CamemBERT Embedding — Future Exploration
Status: Parked (2026-03-12). Current priority is chunking quality, not embedding swap.
Context
The current embedding model all-MiniLM-L6-v2 (384 dims, 80 MB) is English-first. French semantic queries suffer — "inondation" ranks #22/66 instead of top 5 for SPAE flood content.
Candidates Evaluated
| Model | Dims | Size | French quality | Notes |
|---|---|---|---|---|
| all-MiniLM-L6-v2 (current) | 384 | 80 MB | Poor | English-only training |
| multilingual-e5-small | 384 | 450 MB | Good | Same dims, needs query:/passage: prefixes |
| multilingual-e5-base | 768 | 1.1 GB | Very good | Best quality/size tradeoff |
| camembert-base-mmarcoFR | 768 | 440 MB | Very good (retrieval-tuned) | French passage retrieval on mMARCO-FR |
| sentence-camembert-large | 1024 | 1.3 GB | Excellent (STS) | French-native, top scorer on French STS |
| BGE-M3 | 1024 | 2.2 GB | Very good | 8k context, hybrid dense+sparse |
Quick Test Results (2026-03-12)
antoinelouis/biencoder-camembert-base-mmarcoFR tested on the inondation query against SPAE chunks:
- Did not improve ranking vs MiniLM on this specific query
- The inondation chunk did not appear in top 10
- Possible cause: chunk content starts with agriculture/fishing preamble, burying the flood terms
Conclusion
The bottleneck was chunking, not embeddings.
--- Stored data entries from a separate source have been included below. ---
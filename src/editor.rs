//! Editing session
//!
//! [`Editor`] owns everything one editor window works on: the sanitized
//! config, the [`Project`], the event log and the recent file list. It
//! performs the project operations and file I/O and logs what happened
//! in the event log.

use crate::config::loader::atomic_write;
use crate::config::Config;
use crate::emission::{emit, EmittedParticle, Rng};
use crate::math::Vector2f;
use crate::project::{Project, ProjectError, SearchPaths};
use crate::schema::{read_project, write_project, SchemaError};
use crate::telemetry::EventLog;
use crate::texture::{TextureHandle, TextureLoader};
use serde::Serialize;
use std::collections::VecDeque;
use std::fs;
use std::path::{Path, PathBuf};
use std::time::Instant;
use thiserror::Error;

/// Number of entries kept in the recent files list
pub const MAX_RECENT_FILES: usize = 6;

/// Error of an editor operation
#[derive(Debug, Error)]
#[non_exhaustive]
pub enum EditorError {
    #[error("{}: {source}", .path.display())]
    Io {
        path: PathBuf,
        #[source]
        source: std::io::Error,
    },
    #[error("{}: {source}", .path.display())]
    Schema {
        path: PathBuf,
        #[source]
        source: SchemaError,
    },
    /// Saving would replace a file and the policy forbids it
    #[error("{} already exists", .0.display())]
    AlreadyExists(PathBuf),
    #[error(transparent)]
    Project(#[from] ProjectError),
}

/// What [`Editor::save`] does when the destination exists
#[derive(Debug, Clone, Copy, PartialEq, Eq, Default)]
pub enum OverwritePolicy {
    #[default]
    Refuse,
    Overwrite,
}

/// Most recently used files, newest last, without duplicates
#[derive(Debug, Clone, Default, PartialEq, Eq, Serialize)]
pub struct RecentFiles {
    entries: VecDeque<PathBuf>,
}

impl RecentFiles {
    pub fn new() -> Self {
        Self::default()
    }

    /// Record a use of `path`, moving it to the newest position
    pub fn push(&mut self, path: impl Into<PathBuf>) {
        let path = path.into();
        self.entries.retain(|p| *p != path);
        if self.entries.len() == MAX_RECENT_FILES {
            self.entries.pop_front();
        }
        self.entries.push_back(path);
    }

    pub fn len(&self) -> usize {
        self.entries.len()
    }

    pub fn is_empty(&self) -> bool {
        self.entries.is_empty()
    }

    /// Oldest first
    pub fn iter(&self) -> impl Iterator<Item = &Path> {
        self.entries.iter().map(PathBuf::as_path)
    }

    pub fn newest(&self) -> Option<&Path> {
        self.entries.back().map(PathBuf::as_path)
    }
}

/// Particles to spawn for one system this frame
#[derive(Debug, Clone, PartialEq, Serialize)]
pub struct EmissionRequest {
    pub system: usize,
    pub particles: Vec<EmittedParticle>,
}

/// Outcome of a successful save
#[derive(Debug, Clone, Copy, PartialEq, Eq)]
pub struct SaveReport {
    pub bytes: usize,
    /// The file is larger than the configured `savefile_maxsize`
    pub oversized: bool,
}

/// One editing session
pub struct Editor {
    pub config: Config,
    pub project: Project,
    pub log: EventLog,
    pub recent_files: RecentFiles,
    /// Size of the viewport positions are normalized against
    pub viewport: Vector2f,
    loader: Box<dyn TextureLoader>,
    rng: Rng,
}

impl Editor {
    /// Start a session with an empty project.
    ///
    /// The viewport defaults to the configured window size.
    pub fn new(config: Config, loader: Box<dyn TextureLoader>) -> Self {
        let viewport = Vector2f::new(config.width as f32, config.height as f32);
        Self {
            log: EventLog::new(config.log_maxsize as usize),
            config,
            project: Project::for_viewport(viewport),
            recent_files: RecentFiles::new(),
            viewport,
            loader,
            rng: Rng::new(0x5eed),
        }
    }

    /// Reseed the emission random source
    pub fn with_seed(mut self, seed: u64) -> Self {
        self.rng = Rng::new(seed);
        self
    }

    pub fn search_paths(&self) -> SearchPaths {
        SearchPaths {
            textures: PathBuf::from(&self.config.textures_path),
            backgrounds: PathBuf::from(&self.config.backgrounds_path),
        }
    }

    /// Load a project file, replacing the current project.
    ///
    /// The current project is untouched unless the whole file reads
    /// successfully. Unreadable textures are logged and replaced by
    /// placeholders.
    pub fn load(&mut self, path: &Path) -> Result<(), EditorError> {
        let result = fs::read_to_string(path)
            .map_err(|source| EditorError::Io { path: path.to_path_buf(), source })
            .and_then(|text| {
                read_project(&text)
                    .map_err(|source| EditorError::Schema { path: path.to_path_buf(), source })
            });
        let state = match result {
            Ok(state) => state,
            Err(err) => {
                self.log.error(format!("Cannot load project file \"{}\": {}", path.display(), err));
                return Err(err);
            }
        };

        let paths = self.search_paths();
        let (project, errors) = Project::from_state(&state, self.loader.as_ref(), &paths, self.viewport);
        for err in errors {
            self.log.warning(err.to_string());
        }
        self.project = project;
        self.recent_files.push(path);
        self.log.info(format!("Loaded project file \"{}\"", path.display()));
        Ok(())
    }

    /// Save the project as the current file version
    pub fn save(&mut self, path: &Path, policy: OverwritePolicy) -> Result<SaveReport, EditorError> {
        if policy == OverwritePolicy::Refuse && path.exists() {
            return Err(EditorError::AlreadyExists(path.to_path_buf()));
        }

        let text = write_project(&self.project.to_state(self.viewport));
        let oversized = text.len() > self.config.savefile_maxsize as usize;
        if oversized {
            self.log.warning(format!(
                "Project file \"{}\" is {} bytes, larger than the configured maximum of {}",
                path.display(),
                text.len(),
                self.config.savefile_maxsize
            ));
        }

        if let Err(source) = atomic_write(path, text.as_bytes()) {
            self.log.error(format!("Cannot save project file \"{}\": {}", path.display(), source));
            return Err(EditorError::Io { path: path.to_path_buf(), source });
        }

        self.recent_files.push(path);
        self.log.info(format!("Saved project file \"{}\"", path.display()));
        Ok(SaveReport { bytes: text.len(), oversized })
    }

    pub fn new_system(&mut self) -> Result<usize, EditorError> {
        let index = self.project.new_system()?;
        self.log.info(format!("Created a new particle system at index #{}", index));
        Ok(index)
    }

    pub fn clone_system(&mut self, index: usize) -> Result<usize, EditorError> {
        let clone = self.project.clone_system(index)?;
        self.log.info(format!("Cloned particle system at index #{} to index #{}", index, clone));
        Ok(clone)
    }

    pub fn delete_system(&mut self, index: usize) -> Result<(), EditorError> {
        self.project.delete_system(index)?;
        self.log.info(format!("Destroyed particle system at index #{}", index));
        Ok(())
    }

    /// Load a texture into the project. Failures leave a placeholder and
    /// are only logged.
    pub fn load_texture(&mut self, name: &str) -> TextureHandle {
        let paths = self.search_paths();
        let (handle, err) = self.project.load_texture(self.loader.as_ref(), name, &paths);
        match err {
            None => self.log.info(format!("Loaded texture \"{}\" at index #{}", name, handle.index())),
            Some(err) => {
                self.log.warning(format!("Cannot load texture \"{}\"", name));
                self.log.warning(err.to_string());
            }
        }
        handle
    }

    pub fn delete_texture(&mut self, index: usize) -> Result<(), EditorError> {
        match self.project.delete_texture(index) {
            Ok(()) => {
                self.log.info(format!("Destroyed texture at index #{}", index));
                Ok(())
            }
            Err(err) => {
                self.log.warning(err.to_string());
                Err(err.into())
            }
        }
    }

    /// Sample a burst for every system whose emission is due at `now`
    pub fn emit_particles(&mut self, now: Instant) -> Vec<EmissionRequest> {
        let mut requests = Vec::new();
        for (index, system) in self.project.systems.iter_mut().enumerate() {
            if !system.can_emit(now) {
                continue;
            }
            system.mark_emitted(now);
            requests.push(EmissionRequest { system: index, particles: emit(&system.init, &mut self.rng) });
        }
        requests
    }

    /// Per-frame repair of emission ranges and step ages
    pub fn sanitize_all(&mut self) {
        let limits = &self.config.gui_limits;
        for system in &mut self.project.systems {
            system.sanitize(limits);
        }
    }
}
Header-aware splitting (on ##/###) fixed the inondation ranking from #22 to #8. Embedding swap remains a valid improvement but is lower priority.
When to Revisit
- If French semantic gaps persist after chunking improvements
- If Docker image size constraints allow a ~450 MB model
- If retrieval quality audits (Forseti) flag systematic French mismatches
References
- MTEB-French benchmark — 46 models evaluated
- ChromaDB embedding functions
- Any swap requires full re-ingest (
python -m app.rag.ingest --reset)